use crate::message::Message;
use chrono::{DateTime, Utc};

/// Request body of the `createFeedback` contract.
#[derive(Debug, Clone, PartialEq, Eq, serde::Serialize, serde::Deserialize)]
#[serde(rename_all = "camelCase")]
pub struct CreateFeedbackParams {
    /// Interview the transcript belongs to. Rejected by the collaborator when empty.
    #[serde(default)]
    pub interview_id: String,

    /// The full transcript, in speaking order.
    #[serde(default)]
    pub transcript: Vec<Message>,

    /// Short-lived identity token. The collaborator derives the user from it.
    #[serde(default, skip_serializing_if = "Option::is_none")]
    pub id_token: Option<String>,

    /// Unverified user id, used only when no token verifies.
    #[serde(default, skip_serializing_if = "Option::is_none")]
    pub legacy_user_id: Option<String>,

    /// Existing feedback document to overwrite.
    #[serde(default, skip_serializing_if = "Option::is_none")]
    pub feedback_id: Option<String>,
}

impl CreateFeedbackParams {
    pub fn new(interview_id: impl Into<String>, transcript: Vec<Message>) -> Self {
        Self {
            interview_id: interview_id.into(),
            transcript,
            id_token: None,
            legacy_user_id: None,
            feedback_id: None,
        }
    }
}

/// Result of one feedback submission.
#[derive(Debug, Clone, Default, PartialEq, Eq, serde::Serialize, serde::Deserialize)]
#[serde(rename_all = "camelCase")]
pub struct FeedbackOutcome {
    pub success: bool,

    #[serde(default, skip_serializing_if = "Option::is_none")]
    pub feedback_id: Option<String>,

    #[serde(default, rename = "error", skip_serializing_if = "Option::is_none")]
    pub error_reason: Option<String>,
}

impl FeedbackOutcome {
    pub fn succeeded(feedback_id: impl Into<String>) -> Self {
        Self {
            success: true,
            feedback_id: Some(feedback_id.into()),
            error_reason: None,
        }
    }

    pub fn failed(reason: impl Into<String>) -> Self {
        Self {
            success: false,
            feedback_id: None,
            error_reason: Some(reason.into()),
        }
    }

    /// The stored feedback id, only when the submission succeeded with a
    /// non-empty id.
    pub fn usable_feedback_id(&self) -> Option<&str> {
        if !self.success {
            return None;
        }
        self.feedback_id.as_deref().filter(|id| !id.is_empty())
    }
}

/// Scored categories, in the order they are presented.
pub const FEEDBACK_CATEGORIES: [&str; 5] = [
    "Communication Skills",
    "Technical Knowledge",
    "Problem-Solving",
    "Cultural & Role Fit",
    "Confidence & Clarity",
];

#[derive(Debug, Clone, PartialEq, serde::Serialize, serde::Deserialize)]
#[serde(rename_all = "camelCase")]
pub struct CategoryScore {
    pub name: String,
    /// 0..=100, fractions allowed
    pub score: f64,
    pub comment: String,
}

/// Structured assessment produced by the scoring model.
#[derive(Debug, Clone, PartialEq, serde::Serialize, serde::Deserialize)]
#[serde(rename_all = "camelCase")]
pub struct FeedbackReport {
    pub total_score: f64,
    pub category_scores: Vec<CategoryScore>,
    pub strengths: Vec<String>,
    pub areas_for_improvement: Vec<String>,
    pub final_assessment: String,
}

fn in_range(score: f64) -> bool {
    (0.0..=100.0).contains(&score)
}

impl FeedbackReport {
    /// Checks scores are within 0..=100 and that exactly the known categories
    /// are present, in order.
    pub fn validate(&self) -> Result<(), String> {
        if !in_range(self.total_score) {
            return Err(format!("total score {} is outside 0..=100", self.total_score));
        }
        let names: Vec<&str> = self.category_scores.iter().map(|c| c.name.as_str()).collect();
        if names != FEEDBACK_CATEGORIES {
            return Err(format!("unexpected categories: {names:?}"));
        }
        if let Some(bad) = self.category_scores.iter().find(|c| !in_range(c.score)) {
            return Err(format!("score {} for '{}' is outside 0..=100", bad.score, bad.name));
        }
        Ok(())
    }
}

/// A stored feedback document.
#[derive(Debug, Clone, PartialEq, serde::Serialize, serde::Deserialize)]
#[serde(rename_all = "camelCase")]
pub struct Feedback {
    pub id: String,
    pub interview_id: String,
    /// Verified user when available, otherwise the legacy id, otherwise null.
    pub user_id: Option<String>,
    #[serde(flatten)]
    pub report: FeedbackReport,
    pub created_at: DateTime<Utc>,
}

---

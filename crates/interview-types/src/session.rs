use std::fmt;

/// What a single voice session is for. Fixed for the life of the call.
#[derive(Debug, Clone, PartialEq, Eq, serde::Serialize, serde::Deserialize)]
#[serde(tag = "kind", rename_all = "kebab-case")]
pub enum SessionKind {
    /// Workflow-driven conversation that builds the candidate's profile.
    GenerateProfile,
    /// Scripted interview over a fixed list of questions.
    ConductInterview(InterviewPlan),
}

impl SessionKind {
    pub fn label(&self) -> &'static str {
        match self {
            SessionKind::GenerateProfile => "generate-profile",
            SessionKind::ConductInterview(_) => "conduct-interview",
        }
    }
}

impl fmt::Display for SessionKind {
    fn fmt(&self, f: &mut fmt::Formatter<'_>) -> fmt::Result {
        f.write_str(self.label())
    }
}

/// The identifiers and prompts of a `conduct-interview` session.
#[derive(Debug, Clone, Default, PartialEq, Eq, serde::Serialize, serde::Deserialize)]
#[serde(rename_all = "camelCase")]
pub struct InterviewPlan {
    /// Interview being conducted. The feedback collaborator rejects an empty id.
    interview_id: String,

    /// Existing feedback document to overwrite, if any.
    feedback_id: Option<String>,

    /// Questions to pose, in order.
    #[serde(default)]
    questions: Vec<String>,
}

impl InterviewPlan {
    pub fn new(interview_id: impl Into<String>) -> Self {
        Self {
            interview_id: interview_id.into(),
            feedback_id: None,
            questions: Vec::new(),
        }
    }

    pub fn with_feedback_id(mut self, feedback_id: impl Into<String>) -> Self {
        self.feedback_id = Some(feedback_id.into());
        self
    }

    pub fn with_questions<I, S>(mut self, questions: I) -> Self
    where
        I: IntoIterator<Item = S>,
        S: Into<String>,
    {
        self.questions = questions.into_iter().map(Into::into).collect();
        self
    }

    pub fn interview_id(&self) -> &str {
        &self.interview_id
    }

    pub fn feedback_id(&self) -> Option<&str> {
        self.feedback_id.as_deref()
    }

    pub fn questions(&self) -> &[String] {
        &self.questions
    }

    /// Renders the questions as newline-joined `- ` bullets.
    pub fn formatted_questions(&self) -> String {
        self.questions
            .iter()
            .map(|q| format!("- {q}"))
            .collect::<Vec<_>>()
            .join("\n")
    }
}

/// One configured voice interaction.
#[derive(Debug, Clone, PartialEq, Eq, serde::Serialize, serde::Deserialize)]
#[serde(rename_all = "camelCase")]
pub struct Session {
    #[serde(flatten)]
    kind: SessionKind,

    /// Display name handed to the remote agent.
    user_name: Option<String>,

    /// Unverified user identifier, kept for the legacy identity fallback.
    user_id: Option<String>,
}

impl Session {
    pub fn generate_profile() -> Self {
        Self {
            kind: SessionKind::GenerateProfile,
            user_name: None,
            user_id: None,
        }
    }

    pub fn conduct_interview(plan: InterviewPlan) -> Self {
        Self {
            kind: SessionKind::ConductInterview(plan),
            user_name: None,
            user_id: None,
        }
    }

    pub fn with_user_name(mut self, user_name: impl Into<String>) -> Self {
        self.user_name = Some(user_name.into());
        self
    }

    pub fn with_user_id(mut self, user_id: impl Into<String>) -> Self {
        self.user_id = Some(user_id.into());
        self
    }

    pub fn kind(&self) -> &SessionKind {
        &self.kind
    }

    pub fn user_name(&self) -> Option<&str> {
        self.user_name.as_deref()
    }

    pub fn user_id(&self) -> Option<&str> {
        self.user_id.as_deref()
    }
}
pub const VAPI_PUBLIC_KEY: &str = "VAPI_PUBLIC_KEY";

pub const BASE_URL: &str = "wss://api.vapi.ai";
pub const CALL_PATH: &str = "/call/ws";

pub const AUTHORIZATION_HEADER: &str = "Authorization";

## [Description of the task]
State the number of lines in the records that contain the string "return", and nothing more.

## [Answer section]
4